It has been recognized, however, that if a court does not act until a trial on the merits of the cause of action, the party seeking relief might be irreparably harmed in the meantime. Moreover, the judicial process can be rendered futile by a defendant’s action or refusal to act during the pendency of the suit. Thus, in order to protect a party “from irreparable harm and to preserve the court’s power to render a meaningful decision after a trial on the merits” a preliminary injunction can issue even though the right to permanent relief is still uncertain. Wright, Miller & Kane, Federal Practice and Procedure: Civil 2d § 2947. However, in issuing such an order before the entire case has been fully and fairly heard, great care must be taken to assure that the power of a court to require or deter action does not result in unwarranted harm to the defendant or the public. See id.
Accordingly, a district court may grant preliminary injunctive relief when the moving party shows that: (1) it has a substantial likelihood of success on the merits of the underlying case when the case is ultimately tried; (2) irreparable injury during the pendency of the suit will be suffered unless the injunction issues immediately; (3) the threatened injury to the movant outweighs whatever damage the proposed injunction may cause the opposing party; and (4) if issued, the injunction would not be adverse to the public interest. Klay, 376 F.3d at 1097 (quoting Siegel v. Lepore, 234 F.3d 1163, 1176 (11th Cir. 2000) (en banc) (per curiam)).
Because of the extraordinary nature of a preliminary injunction, and the possibility of error when an action is predicated on less than a full and complete trial, Congress by passing 28 U.S.C. § 1292 created an exception to the rule that an appeal will lie only after final judgment. See also Balt. Contractors, Inc. v. Bodinger, 348 U.S. 176, 181 (1955) (“No discussion of the underlying reasons for modifying the rule of finality appears in the legislative history, although the changes seem plainly to spring from a developing need to permit litigants to effectually challenge interlocutory orders of serious, perhaps irreparable consequence.”). Thus, we turn to an examination of the requirements for an appeal under § 1292(a)(1).
First, the interlocutory order appealed must have the first two elements of an injunction, that is, it must be: (1) a clearly defined and understandable directive by the court to act or to refrain from a particular action; and (2) enforceable through contempt, if disobeyed. However, merely establishing that the order under consideration is a court order commanding or preventing an action, and [15] enforceable by contempt, does not make it “an injunction” under § 1292(a)(1). As noted earlier, an injunction in the traditional sense must be an order that gives some or all of the substantive relief sought in the complaint. Thus, “[t]he § 1292(a)(1) exception [to the final judgment rule] does not embrace orders that have no direct or irreparable impact on the merits of the controversy.” Gardner v. Westinghouse Broad. Co., 437 U.S. 478, 482 (1978); see also Switz. Cheese Ass’n, Inc. v. E. Horne’s Mkt., Inc., 385 U.S. 23, 25 (1966) (“Orders that in no way touch on the merits of the claim but only relate to pretrial procedures are not in our view [16] ‘interlocutory’ within the meaning of § 1292(a)(1)”); Int'l Prods. Corp. v. Koons, [17] 325 F.2d 403, 406-07 (2d Cir.1963) ; In re Lorrilard Tobacco, 370 F.3d 982, 986 (9th Cir. 2004); Cohen v. Bd. of Tr. of Univ. of Med. and Dentistry of N. J., 867 F.2d 1455, 1464 (3d Cir. 1989); Wright, Miller & Kane, Federal Practice and Procedure: Civil 2d § 3922.

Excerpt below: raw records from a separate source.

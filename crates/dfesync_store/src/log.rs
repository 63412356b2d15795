//! Append-only framed record logs.
//!
//! Every record is one frame:
//!
//! ```text
//! | len (4, LE) | crc32 (4, LE) | CBOR payload (len) |
//! ```
//!
//! Opening a log replays every intact frame. The first frame that is short
//! or fails its checksum marks a torn tail, which is truncated away.

use crate::error::{StoreError, StoreResult};
use dfesync_storage::StorageBackend;
use parking_lot::{Mutex, RwLock};
use serde::de::DeserializeOwned;
use serde::{Deserialize, Serialize};
use std::collections::BTreeMap;
use tracing::{debug, warn};

/// Size of the frame header.
pub(crate) const HEADER_SIZE: usize = 8;

/// Computes the IEEE CRC32 of `data`.
pub(crate) fn compute_crc32(data: &[u8]) -> u32 {
    const TABLE: [u32; 256] = {
        let mut table = [0u32; 256];
        let mut i = 0;
        while i < 256 {
            let mut crc = i as u32;
            let mut j = 0;
            while j < 8 {
                if crc & 1 != 0 {
                    crc = (crc >> 1) ^ 0xEDB8_8320;
                } else {
                    crc >>= 1;
                }
                j += 1;
            }
            table[i] = crc;
            i += 1;
        }
        table
    };

    let mut crc = 0xFFFF_FFFF_u32;
    for &byte in data {
        crc = (crc >> 8) ^ TABLE[((crc ^ u32::from(byte)) & 0xFF) as usize];
    }
    !crc
}

fn encode_frame<T: Serialize>(value: &T) -> StoreResult<Vec<u8>> {
    let mut payload = Vec::new();
    ciborium::into_writer(value, &mut payload).map_err(|e| StoreError::Encode(e.to_string()))?;
    let len = u32::try_from(payload.len())
        .map_err(|_| StoreError::Encode(format!("record of {} bytes", payload.len())))?;

    let mut frame = Vec::with_capacity(HEADER_SIZE + payload.len());
    frame.extend_from_slice(&len.to_le_bytes());
    frame.extend_from_slice(&compute_crc32(&payload).to_le_bytes());
    frame.extend_from_slice(&payload);
    Ok(frame)
}

fn read_u32(bytes: &[u8]) -> u32 {
    let mut buf = [0u8; 4];
    buf.copy_from_slice(&bytes[..4]);
    u32::from_le_bytes(buf)
}

/// Returns the payload of the intact frame at the start of `buf`.
fn next_frame(buf: &[u8]) -> Option<&[u8]> {
    if buf.len() < HEADER_SIZE {
        return None;
    }
    let len = read_u32(&buf[..4]) as usize;
    let crc = read_u32(&buf[4..8]);
    let payload = buf.get(HEADER_SIZE..HEADER_SIZE.checked_add(len)?)?;
    (compute_crc32(payload) == crc).then_some(payload)
}

/// A CBOR record log over a storage backend.
pub(crate) struct RecordLog {
    name: &'static str,
    backend: Mutex<Box<dyn StorageBackend>>,
    sync_on_write: bool,
}

impl RecordLog {
    /// Opens a log, returning it with every intact record and its offset.
    pub(crate) fn open<T: DeserializeOwned>(
        name: &'static str,
        mut backend: Box<dyn StorageBackend>,
        sync_on_write: bool,
    ) -> StoreResult<(Self, Vec<(u64, T)>)> {
        let data = backend.read_all()?;
        let mut records = Vec::new();
        let mut offset = 0usize;

        while let Some(payload) = next_frame(&data[offset..]) {
            let value = ciborium::from_reader(payload)
                .map_err(|e| StoreError::corruption(name, format!("at offset {offset}: {e}")))?;
            records.push((offset as u64, value));
            offset += HEADER_SIZE + payload.len();
        }

        if offset < data.len() {
            warn!(
                log = name,
                offset,
                dropped = data.len() - offset,
                "truncating torn tail"
            );
            backend.truncate(offset as u64)?;
            backend.sync()?;
        }
        debug!(log = name, records = records.len(), "replayed log");

        Ok((
            Self {
                name,
                backend: Mutex::new(backend),
                sync_on_write,
            },
            records,
        ))
    }

    /// Appends a record and returns its offset.
    pub(crate) fn append<T: Serialize>(&self, value: &T) -> StoreResult<u64> {
        let frame = encode_frame(value)?;
        let mut backend = self.backend.lock();
        let offset = backend.append(&frame)?;
        if self.sync_on_write {
            backend.sync()?;
        }
        Ok(offset)
    }

    /// Reads the record at `offset`.
    pub(crate) fn read<T: DeserializeOwned>(&self, offset: u64) -> StoreResult<T> {
        let backend = self.backend.lock();
        let header = backend.read_at(offset, HEADER_SIZE)?;
        let len = read_u32(&header[..4]) as usize;
        let crc = read_u32(&header[4..8]);
        let payload = backend.read_at(offset + HEADER_SIZE as u64, len)?;
        if compute_crc32(&payload) != crc {
            return Err(StoreError::corruption(
                self.name,
                format!("checksum mismatch at offset {offset}"),
            ));
        }
        ciborium::from_reader(payload.as_slice())
            .map_err(|e| StoreError::corruption(self.name, format!("at offset {offset}: {e}")))
    }

    /// Atomically replaces the log with `values`, returning their new offsets.
    pub(crate) fn rewrite<'a, T, I>(&self, values: I) -> StoreResult<Vec<u64>>
    where
        T: Serialize + 'a,
        I: IntoIterator<Item = &'a T>,
    {
        let mut data = Vec::new();
        let mut offsets = Vec::new();
        for value in values {
            offsets.push(data.len() as u64);
            data.extend_from_slice(&encode_frame(value)?);
        }

        let mut backend = self.backend.lock();
        let before = backend.size()?;
        backend.replace(&data)?;
        backend.sync()?;
        debug!(log = self.name, before, after = data.len(), "compacted log");
        Ok(offsets)
    }

    /// Current size in bytes.
    pub(crate) fn size(&self) -> StoreResult<u64> {
        Ok(self.backend.lock().size()?)
    }
}

#[derive(Serialize)]
enum EntryRef<'a, V> {
    Put { key: &'a str, value: &'a V },
    Remove { key: &'a str },
}

#[derive(Deserialize)]
enum Entry<V> {
    Put { key: String, value: V },
    Remove { key: String },
}

/// A string-keyed map persisted as a log of puts and removes.
///
/// The whole map lives in memory; every mutation is appended to the log
/// before the map changes.
pub(crate) struct KeyedLog<V> {
    log: RecordLog,
    map: RwLock<BTreeMap<String, V>>,
}

impl<V> KeyedLog<V>
where
    V: Serialize + DeserializeOwned + Clone,
{
    pub(crate) fn open(
        name: &'static str,
        backend: Box<dyn StorageBackend>,
        sync_on_write: bool,
    ) -> StoreResult<Self> {
        let (log, entries) = RecordLog::open::<Entry<V>>(name, backend, sync_on_write)?;
        let mut map = BTreeMap::new();
        for (_, entry) in entries {
            match entry {
                Entry::Put { key, value } => {
                    map.insert(key, value);
                }
                Entry::Remove { key } => {
                    map.remove(&key);
                }
            }
        }
        Ok(Self {
            log,
            map: RwLock::new(map),
        })
    }

    pub(crate) fn get(&self, key: &str) -> Option<V> {
        self.map.read().get(key).cloned()
    }

    pub(crate) fn contains(&self, key: &str) -> bool {
        self.map.read().contains_key(key)
    }

    pub(crate) fn put(&self, key: &str, value: V) -> StoreResult<()> {
        let mut map = self.map.write();
        self.log.append(&EntryRef::Put { key, value: &value })?;
        map.insert(key.to_string(), value);
        Ok(())
    }

    /// Read-modify-write under the map lock. `f` returns the value to store,
    /// or `None` to leave the entry untouched.
    pub(crate) fn update<F>(&self, key: &str, f: F) -> StoreResult<Option<V>>
    where
        F: FnOnce(Option<&V>) -> Option<V>,
    {
        let mut map = self.map.write();
        let Some(value) = f(map.get(key)) else {
            return Ok(None);
        };
        self.log.append(&EntryRef::Put { key, value: &value })?;
        map.insert(key.to_string(), value.clone());
        Ok(Some(value))
    }

    pub(crate) fn remove(&self, key: &str) -> StoreResult<Option<V>> {
        let mut map = self.map.write();
        if !map.contains_key(key) {
            return Ok(None);
        }
        let entry: EntryRef<'_, V> = EntryRef::Remove { key };
        self.log.append(&entry)?;
        Ok(map.remove(key))
    }

    pub(crate) fn entries(&self) -> Vec<(String, V)> {
        self.map
            .read()
            .iter()
            .map(|(k, v)| (k.clone(), v.clone()))
            .collect()
    }

    pub(crate) fn len(&self) -> usize {
        self.map.read().len()
    }

    /// Rewrites the log with one put per live key.
    pub(crate) fn compact(&self) -> StoreResult<()> {
        let map = self.map.write();
        let entries: Vec<EntryRef<'_, V>> = map
            .iter()
            .map(|(key, value)| EntryRef::Put {
                key: key.as_str(),
                value,
            })
            .collect();
        self.log.rewrite(&entries)?;
        Ok(())
    }

    pub(crate) fn size(&self) -> StoreResult<u64> {
        self.log.size()
    }
}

Once we have jurisdiction to review a preliminary injunction, we determine whether the district court abused its discretion in determining that the moving party has shown: (1) a substantial likelihood of prevailing on the merits of the underlying case when the case is ultimately tried; (2) irreparable injury during the pendency of the suit will be suffered unless the injunction issues immediately; (3) the threatened injury to the movant outweighs whatever damage the proposed injunction may cause the opposing party; and (4) if issued, the injunction would not be adverse to the public interest. See Haitian Refugee Ctr., Inc. v. Baker, 949 “could be reviewed both prior to and after final judgment;” “did not affect the merits of petitioner’s own claim;” and “did not pass on the legal sufficiency of any claims for injunctive relief.” Gardner, 437 U.S. at 481-82. [17] As noted in Koons:
We think it better . . . to continue to read § 1292(a)(1) as relating to injunctions which give or aid in giving some or all of the substantive relief sought by a complaint . . . and not as including restraints or directions in orders concerning the conduct of the parties or their counsel, unrelated to the substantive issues in the action, while awaiting trial. . . . [S]uch a construction provides a better fit with the language of the statute . . . and with the policy considerations which led Congress to create this exception to the federal final judgment rule.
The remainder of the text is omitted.